Another important statue is in the Kim Il-sung mausoleum complex. Kim’s followers continue to shower his statue with gifts and worship his embalmed body at a mausoleum bigger than Buckingham Palace.
Having visited the fascinating mausoleums of Mao Zedong in China and Ho Chi Minh in Vietnam, I was delighted to pay my respects to the “Great Leader”. Guarded by soldiers with bayonets fixed, I stepped on to a moving walkway and levitated slowly towards a giant portrait of the “Kamerad Kim” hung above the palace entrance. Walking was prohibited on the conveyor belt to the netherworld.
I had to pass a full-body hairdryer where a dozen little jets brushed off dust or insects before I entered the inner sanctum, a Manila cathedral-like space with high ceilings and hymns in the air. In-group of four, we approached the man who had started the murderous Korean War and we were expected to bow deeply. We then walked around the shiny Kim Il-sung body, lit up by red spotlights.
I saw North Korean people mumbled and cried before Kim’s corpse. I felt astonishment over the bizarre cult-worship system that has been erected in North over the past 50 years. An Indonesian diplomat told me on how Kim Il-sung’s pictures, for example, has been revered as “sacred relics” and many devout Kim-cult believers risk lives to save them.
A young painter, who unconsciously sat on the head of Kim Il-sung in the portrait while he was painting, was arrested on charges of defying the “Great Leader” and sentenced to 20 years in prison.

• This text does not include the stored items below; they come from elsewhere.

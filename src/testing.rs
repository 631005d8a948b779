//! Scripted fakes for the runtime and connector seams

use crate::container::{
    ContainerHandle, ContainerRuntime, ContainerStatus, ExitStatus, LaunchRequest,
};
use crate::error::{BerthError, Result};
use crate::orchestrator::probe::Connector;
use crate::service::{Endpoint, ImageSource, Network, Volume};
use async_trait::async_trait;
use std::collections::{HashMap, HashSet, VecDeque};
use std::io;
use std::sync::atomic::{AtomicU32, Ordering};
use std::sync::Mutex;
use std::time::Duration;

/// Connector that replays a list of errors, then succeeds
pub struct ScriptedConnector {
    errors: Mutex<VecDeque<io::ErrorKind>>,
    forever: Option<io::ErrorKind>,
    attempts: AtomicU32,
}

impl ScriptedConnector {
    pub fn refuse_first(n: usize) -> Self {
        Self::with_errors(vec![io::ErrorKind::ConnectionRefused; n])
    }

    pub fn never_ready() -> Self {
        Self {
            errors: Mutex::new(VecDeque::new()),
            forever: Some(io::ErrorKind::ConnectionRefused),
            attempts: AtomicU32::new(0),
        }
    }

    pub fn with_errors(errors: Vec<io::ErrorKind>) -> Self {
        Self {
            errors: Mutex::new(errors.into()),
            forever: None,
            attempts: AtomicU32::new(0),
        }
    }

    pub fn attempts(&self) -> u32 {
        self.attempts.load(Ordering::SeqCst)
    }
}

#[async_trait]
impl Connector for ScriptedConnector {
    async fn connect(&self, _endpoint: &Endpoint) -> io::Result<()> {
        self.attempts.fetch_add(1, Ordering::SeqCst);
        if let Some(kind) = self.errors.lock().unwrap().pop_front() {
            return Err(io::Error::from(kind));
        }
        match self.forever {
            Some(kind) => Err(io::Error::from(kind)),
            None => Ok(()),
        }
    }
}

/// What a started container does
#[derive(Debug, Clone)]
pub enum RunScript {
    /// Keep running until stopped
    RunForever,
    /// Exit with `code` after `after`
    ExitAfter(Duration, i64),
    /// Fail to start
    FailStart(String),
}

/// Calls observed by [`ScriptedRuntime`]
#[derive(Debug, Clone, PartialEq, Eq)]
pub enum RuntimeCall {
    PrepareImage(String),
    CreateNetwork(String),
    RemoveNetwork(String),
    CreateVolume(String),
    RemoveVolume(String),
    Start(String),
    Stop(String),
}

/// Runtime whose containers follow per-service scripts
#[derive(Default)]
pub struct ScriptedRuntime {
    scripts: Mutex<HashMap<String, VecDeque<RunScript>>>,
    running: Mutex<HashMap<String, RunScript>>,
    unavailable: Mutex<HashSet<String>>,
    calls: Mutex<Vec<RuntimeCall>>,
    starts: AtomicU32,
}

impl ScriptedRuntime {
    pub fn new() -> Self {
        Self::default()
    }

    /// Queue scripts for successive starts of `service`; later starts run forever
    pub fn script(&self, service: &str, scripts: Vec<RunScript>) {
        self.scripts
            .lock()
            .unwrap()
            .insert(service.to_string(), scripts.into());
    }

    /// Make image preparation fail for `service`
    pub fn image_unavailable(&self, service: &str) {
        self.unavailable.lock().unwrap().insert(service.to_string());
    }

    pub fn calls(&self) -> Vec<RuntimeCall> {
        self.calls.lock().unwrap().clone()
    }

    /// Services in the order they were started
    pub fn started(&self) -> Vec<String> {
        self.calls()
            .into_iter()
            .filter_map(|call| match call {
                RuntimeCall::Start(service) => Some(service),
                _ => None,
            })
            .collect()
    }

    /// Services in the order they were stopped
    pub fn stopped(&self) -> Vec<String> {
        self.calls()
            .into_iter()
            .filter_map(|call| match call {
                RuntimeCall::Stop(service) => Some(service),
                _ => None,
            })
            .collect()
    }

    fn record(&self, call: RuntimeCall) {
        self.calls.lock().unwrap().push(call);
    }
}

#[async_trait]
impl ContainerRuntime for ScriptedRuntime {
    async fn prepare_image(&self, service: &str, source: &ImageSource) -> Result<String> {
        self.record(RuntimeCall::PrepareImage(service.to_string()));
        if self.unavailable.lock().unwrap().contains(service) {
            return Err(BerthError::launch(service, "image unavailable"));
        }
        Ok(source.reference().to_string())
    }

    async fn create_network(&self, _project: &str, network: &Network) -> Result<()> {
        self.record(RuntimeCall::CreateNetwork(network.name.clone()));
        Ok(())
    }

    async fn remove_network(&self, _project: &str, network: &Network) -> Result<()> {
        self.record(RuntimeCall::RemoveNetwork(network.name.clone()));
        Ok(())
    }

    async fn create_volume(&self, _project: &str, volume: &Volume) -> Result<()> {
        self.record(RuntimeCall::CreateVolume(volume.name.clone()));
        Ok(())
    }

    async fn remove_volume(&self, _project: &str, volume: &Volume) -> Result<()> {
        self.record(RuntimeCall::RemoveVolume(volume.name.clone()));
        Ok(())
    }

    async fn start(&self, request: &LaunchRequest) -> Result<ContainerHandle> {
        self.record(RuntimeCall::Start(request.service.clone()));

        let script = self
            .scripts
            .lock()
            .unwrap()
            .get_mut(&request.service)
            .and_then(|queue| queue.pop_front())
            .unwrap_or(RunScript::RunForever);

        if let RunScript::FailStart(message) = &script {
            return Err(BerthError::launch(&request.service, message.clone()));
        }

        let id = format!(
            "{}-{}",
            request.service,
            self.starts.fetch_add(1, Ordering::SeqCst)
        );
        self.running.lock().unwrap().insert(id.clone(), script);

        Ok(ContainerHandle {
            id,
            name: request.service.clone(),
        })
    }

    async fn stop(&self, handle: &ContainerHandle, _grace: Duration) -> Result<()> {
        self.record(RuntimeCall::Stop(handle.name.clone()));
        self.running.lock().unwrap().remove(&handle.id);
        Ok(())
    }

    async fn wait(&self, handle: &ContainerHandle) -> Result<ExitStatus> {
        let script = self.running.lock().unwrap().get(&handle.id).cloned();
        match script {
            Some(RunScript::ExitAfter(after, code)) => {
                tokio::time::sleep(after).await;
                Ok(ExitStatus { code })
            }
            _ => std::future::pending().await,
        }
    }

    async fn status(&self, handle: &ContainerHandle) -> Result<ContainerStatus> {
        if self.running.lock().unwrap().contains_key(&handle.id) {
            Ok(ContainerStatus::Running)
        } else {
            Ok(ContainerStatus::Missing)
        }
    }
}
fn key_values(config: &EnvironmentConfig, env: &HashMap<String, String>) -> Vec<(String, String)> {
    // A bare key takes its value from the host environment, or is dropped
    match config {
        EnvironmentConfig::Array(items) => items
            .iter()
            .filter_map(|item| match item.split_once('=') {
                Some((key, value)) => Some((key.to_string(), value.to_string())),
                None => env.get(item).map(|value| (item.clone(), value.clone())),
            })
            .collect(),
        EnvironmentConfig::Map(map) => map
            .iter()
            .filter_map(|(key, value)| match value {
                Some(value) => Some((key.clone(), value.to_string())),
                None => env.get(key).map(|value| (key.clone(), value.clone())),
            })
            .collect(),
    }
}

fn service_spec(
    name: &str,
    service: &ServiceConfig,
    project: &str,
    working_dir: &Path,
    env: &HashMap<String, String>,
) -> ConfigResult<ServiceSpec> {
    let image = match (&service.build, &service.image) {
        (Some(build), image) => {
            let (context, dockerfile, args, target) = match build {
                BuildConfig::Simple(context) => (context.clone(), None, Vec::new(), None),
                BuildConfig::Full(full) => (
                    full.context.clone().unwrap_or_else(|| ".".to_string()),
                    full.dockerfile.as_ref().map(PathBuf::from),
                    full.args
                        .as_ref()
                        .map(|args| key_values(args, env))
                        .unwrap_or_default(),
                    full.target.clone(),
                ),
            };
            ImageSource::Build(BuildSpec {
                context: resolve_host_path(&context, working_dir),
                dockerfile,
                args,
                target,
                tag: image
                    .clone()
                    .unwrap_or_else(|| format!("{}-{}:latest", project, name)),
            })
        }
        (None, Some(image)) => ImageSource::Image(image.clone()),
        (None, None) => return Err(ConfigError::MissingImage(name.to_string())),
    };

    let mut spec = ServiceSpec::new(name, image);

    if let Some(environment) = &service.environment {
        spec.environment = key_values(environment, env);
    }
    if let Some(networks) = &service.networks {
        spec.networks = networks.names().into_iter().collect();
    }
    if let Some(depends_on) = &service.depends_on {
        spec.depends_on = depends_on.names();
    }

    let deploy_policy = service.deploy.as_ref().and_then(|d| d.restart_policy.as_ref());
    let restart = service
        .restart
        .as_deref()
        .or_else(|| deploy_policy.and_then(|p| p.condition.as_deref()));
    if let Some(value) = restart {
        spec.restart = value
            .parse::<RestartPolicy>()
            .map_err(|_| ConfigError::InvalidRestartPolicy {
                service: name.to_string(),
                value: value.to_string(),
            })?;
    }
    spec.max_restarts = deploy_policy.and_then(|p| p.max_attempts).or_else(|| {
        restart
            .and_then(|value| value.split_once(':'))
            .and_then(|(_, limit)| limit.trim().parse().ok())
    });

    spec.entrypoint = service.entrypoint.as_ref().map(command_vector);
    spec.command = service.command.as_ref().map(command_vector);

    if let Some(readiness) = &service.readiness {
        spec.readiness = Some(ReadinessCheck {
            endpoint: readiness.endpoint.clone(),
            timeout: duration(readiness.timeout.as_ref(), DEFAULT_READINESS_TIMEOUT)?,
            interval: duration(readiness.interval.as_ref(), DEFAULT_READINESS_INTERVAL)?,
        });
    }

    spec.mounts = service
        .volumes
        .iter()
        .flatten()
        .map(|mount| mount_string(mount, working_dir))
        .collect();
    spec.ports = service.ports.iter().flatten().map(port_string).collect();
    spec.working_dir = service.working_dir.clone();
    spec.container_name = service.container_name.clone();

    Ok(spec)
}
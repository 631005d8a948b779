//! Service declarations
//!
//! This module holds the immutable data model of a project: services,
//! networks and volumes, and the registry they are loaded into.

pub mod registry;
pub mod spec;

pub use registry::{RegistryBuilder, ServiceRegistry};
pub use spec::{
    BuildSpec, Endpoint, ImageSource, Network, ReadinessCheck, RestartPolicy, ServiceSpec, Volume,
    DEFAULT_NETWORK, DEFAULT_READINESS_INTERVAL, DEFAULT_READINESS_TIMEOUT,
};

In the meantime, those who sacrificed his or her life to save Kim’s portraits from being damaged by burning flames or water were cited as heroes. Here is a story that appeared in the Rodong Chongnyon on January 10, 1995.
When a big fire broke out in a small-town factory in North Korea, Cho Young-ok, one of the girl workers in the factory, thought first not of her own safety but of rescuing Kim Il-sung’s portraits which were hanging on the walls. She bravely charged into the fire to fulfill her wish to save the portraits. She managed to take down one of them, but unfortunately the building collapsed before she could escape from the scene of the fire. Her charred body was recovered, but miraculously the portrait of Kim Il-sung she was cradling in her arms was undamaged.
The paper praised her selfless courage as the “exemplary conduct of a revolutionary fighter”. She has “shown us the way all of us should follow… We find value in life only when we devote ourselves to Kim Il-sung and the Party”.
In the wake of promoting the personality cult of Kim Il-sung, the North Korean not only built many monuments, but also develops myths of their leaders as “Sun of the People”, “Genius of All Mankind” or “The Great Comrade of the Revolution”.
Thus, having learned almost from birth to praise the Great Leader regularly and without restraint, North Korean are not in practice of complaining about the hardships they face. They are brainwashed as their leaders declare with pride that there are no taxes, no prisons, no pickpockets, no prostitutes, and no social unrest.
“This is our happy land, and it’s all due to the Great Leader,” said Kim Ho-sok, a Pyongyang citizen. “Without his great leadership, our revolution would not be able to move even a step forward,” he added.
My impression after having seen the land of the Great Leader is I was amazed. How the propaganda machines work in the country really amaze me. It has been succeeded to make citizen believe that their nation have achieved paradise on earth, although in reality they are facing food shortages and their children are dying for malnutrition.
If North Korea is a “paradise on earth”, no one should have escaped the land in search for a better world.
REFERENCES
Ik-Sang-lee (ed), Recent Developments in North Korea, Naewoe Press, 1991.
Kim Choong-nam, The Uncertain Future of North Korea, Korea and World Affairs Quarterly, 1996.